The top is a derivative of the bottom, so the integral is ln|2x+2|+k

1(x+1)

This is the same as the first equation. The top is also a derivative of the bottom, so the integral is ln|x+1|+k

The two equations are the same so how could they give different integrals?

Thanks for your time

2. Oct 19, 2009

### arildno

ln|2x+2|+k=ln|2(x+1)|+k=ln|x+1|+ln|2+k=ln|x+1|+K, K=k+ln|2|

Thus, the two examples you gave differ only by a constant, something you know that anti-derivatives are allowed to differ with.

Agreed?

3. Oct 19, 2009

yes i agree it only differs by a constant, but that constant is not counted when finding the definite integral.
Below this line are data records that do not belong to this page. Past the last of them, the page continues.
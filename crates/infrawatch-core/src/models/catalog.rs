//! 환경/애플리케이션 목록 모델.

use serde::{Deserialize, Serialize};
use std::collections::BTreeMap;

/// 선택기에 노출할 환경 + 환경별 애플리케이션 목록
#[derive(Debug, Clone, Default, PartialEq, Eq, Serialize, Deserialize)]
pub struct EnvironmentCatalog {
    #[serde(default)]
    pub environments: Vec<String>,
    #[serde(default)]
    pub applications: BTreeMap<String, Vec<String>>,
}

impl EnvironmentCatalog {
    /// 백엔드 호출 실패 시 사용하는 고정 목록
    pub fn fallback() -> Self {
        let environments: Vec<String> = ["Development", "Staging", "Production", "QA"]
            .iter()
            .map(|s| s.to_string())
            .collect();
        let apps: Vec<String> = ["app1", "app2", "app3"].iter().map(|s| s.to_string()).collect();
        let applications = environments
            .iter()
            .map(|env| (env.clone(), apps.clone()))
            .collect();
        Self {
            environments,
            applications,
        }
    }
}
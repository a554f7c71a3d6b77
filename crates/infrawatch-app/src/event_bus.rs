//! 내부 이벤트 버스.
//!
//! 갱신 코디네이터 결과를 감시 모드 렌더러로 보낸다.

use infrawatch_dashboard::refresh::RefreshUpdate;
use std::sync::Arc;
use tokio::sync::broadcast;
use tracing::debug;

/// 내부 앱 이벤트
#[derive(Debug, Clone)]
pub enum AppEvent {
    /// 주기 갱신 결과 도착
    Refreshed(Arc<RefreshUpdate>),
    /// 감시 종료
    Shutdown,
}

/// 내부 이벤트 버스
pub struct EventBus {
    tx: broadcast::Sender<AppEvent>,
}

impl EventBus {
    pub fn new(capacity: usize) -> Self {
        let (tx, _) = broadcast::channel(capacity);
        Self { tx }
    }

    /// 이벤트 발행
    pub fn publish(&self, event: AppEvent) {
        debug!("이벤트 발행: {:?}", std::mem::discriminant(&event));
        let _ = self.tx.send(event);
    }

    /// 구독자 생성
    pub fn subscribe(&self) -> broadcast::Receiver<AppEvent> {
        self.tx.subscribe()
    }
}

impl Default for EventBus {
    fn default() -> Self {
        Self::new(128)
    }
}
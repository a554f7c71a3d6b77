//! Network Metrics 화면.

use crate::pagination::PaginationState;
use crate::staleness::{StaleGuard, Tagged};
use infrawatch_core::filter::{active, Selection};
use infrawatch_core::models::network::{NetworkLog, NetworkStats};
use infrawatch_core::models::page::Pagination;
use infrawatch_core::ports::dashboard_api::{DashboardApi, NetworkPage, NetworkQuery};
use std::sync::Arc;

#[derive(Debug, Clone)]
pub struct NetworkMetricsData {
    pub selection: Selection,
    pub logs: Vec<NetworkLog>,
    pub stats: NetworkStats,
    pub pagination: Pagination,
}

impl NetworkMetricsData {
    /// 백엔드가 통계를 비워 보내면 현재 페이지로 계산
    fn from_page(selection: Selection, page: NetworkPage) -> Self {
        let stats = if page.stats.is_empty() {
            NetworkStats::from_logs(&page.logs)
        } else {
            page.stats
        };
        Self {
            selection,
            logs: page.logs,
            stats,
            pagination: page.pagination,
        }
    }

    pub fn is_empty(&self) -> bool {
        self.logs.is_empty()
    }
}

pub struct NetworkMetricsView {
    api: Arc<dyn DashboardApi>,
    guard: StaleGuard,
    pagination: PaginationState,
    server: Option<String>,
}

impl NetworkMetricsView {
    pub fn new(api: Arc<dyn DashboardApi>, selection: Selection, page_size: u32) -> Self {
        Self {
            api,
            guard: StaleGuard::new(selection.clone()),
            pagination: PaginationState::new(page_size, selection),
            server: None,
        }
    }

    pub fn pagination(&self) -> &PaginationState {
        &self.pagination
    }

    pub fn pagination_mut(&mut self) -> &mut PaginationState {
        &mut self.pagination
    }

    pub fn set_selection(&mut self, selection: &Selection) -> bool {
        self.pagination.set_selection(selection);
        self.guard.select(selection.clone())
    }

    /// 서버 필터 ("All"이나 빈 값이면 해제). 1페이지로 돌아간다.
    pub fn set_server(&mut self, server: Option<&str>) {
        self.server = active(server).map(str::to_string);
        self.pagination.go_to(1);
    }

    pub fn query(&self) -> NetworkQuery {
        NetworkQuery {
            selection: self.guard.selection(),
            page: self.pagination.request(),
            server: self.server.clone(),
        }
    }

    pub async fn fetch(&self) -> Tagged<NetworkMetricsData> {
        let tag = self.guard.dispatch();
        let query = NetworkQuery {
            selection: tag.selection.clone(),
            ..self.query()
        };
        let page = self.api.network_metrics(&query).await;
        let data = NetworkMetricsData::from_page(query.selection, page);
        Tagged::new(tag, data)
    }

    pub fn apply(&mut self, tagged: Tagged<NetworkMetricsData>) -> Option<NetworkMetricsData> {
        let data = self.guard.accept(tagged)?;
        self.pagination.apply(&data.pagination);
        Some(data)
    }

    pub async fn load(&mut self) -> Option<NetworkMetricsData> {
        let tagged = self.fetch().await;
        self.apply(tagged)
    }
}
That means that if u find the definite integral of the equations u would get different answers?

4. Oct 19, 2009

### boboYO

No you wouldn't, the constant gets cancelled when you do definite integration. Try it.

5. Oct 19, 2009

### arildno

Remember that ln|a(x+b)|-ln|a(X+b)|=ln(|x+b|/|X+b|), irrespective of the value of "a".

Agreed?

6. Oct 19, 2009

thats exactly what im talking about. The constant gets cancelled therefore the two integrals must be different which doesnt make sense because they are the essentially the same equation.

7. Oct 19, 2009

Ooo. Yes that makes sense now. So with the different constants added to the indefinite integrals, the two integrals are equal in value?

Last edited: Oct 19, 2009
8. Oct 19, 2009

### arildno

Given two anti-derivatives of the same function, you can always make them identical by adding some constant to one of them.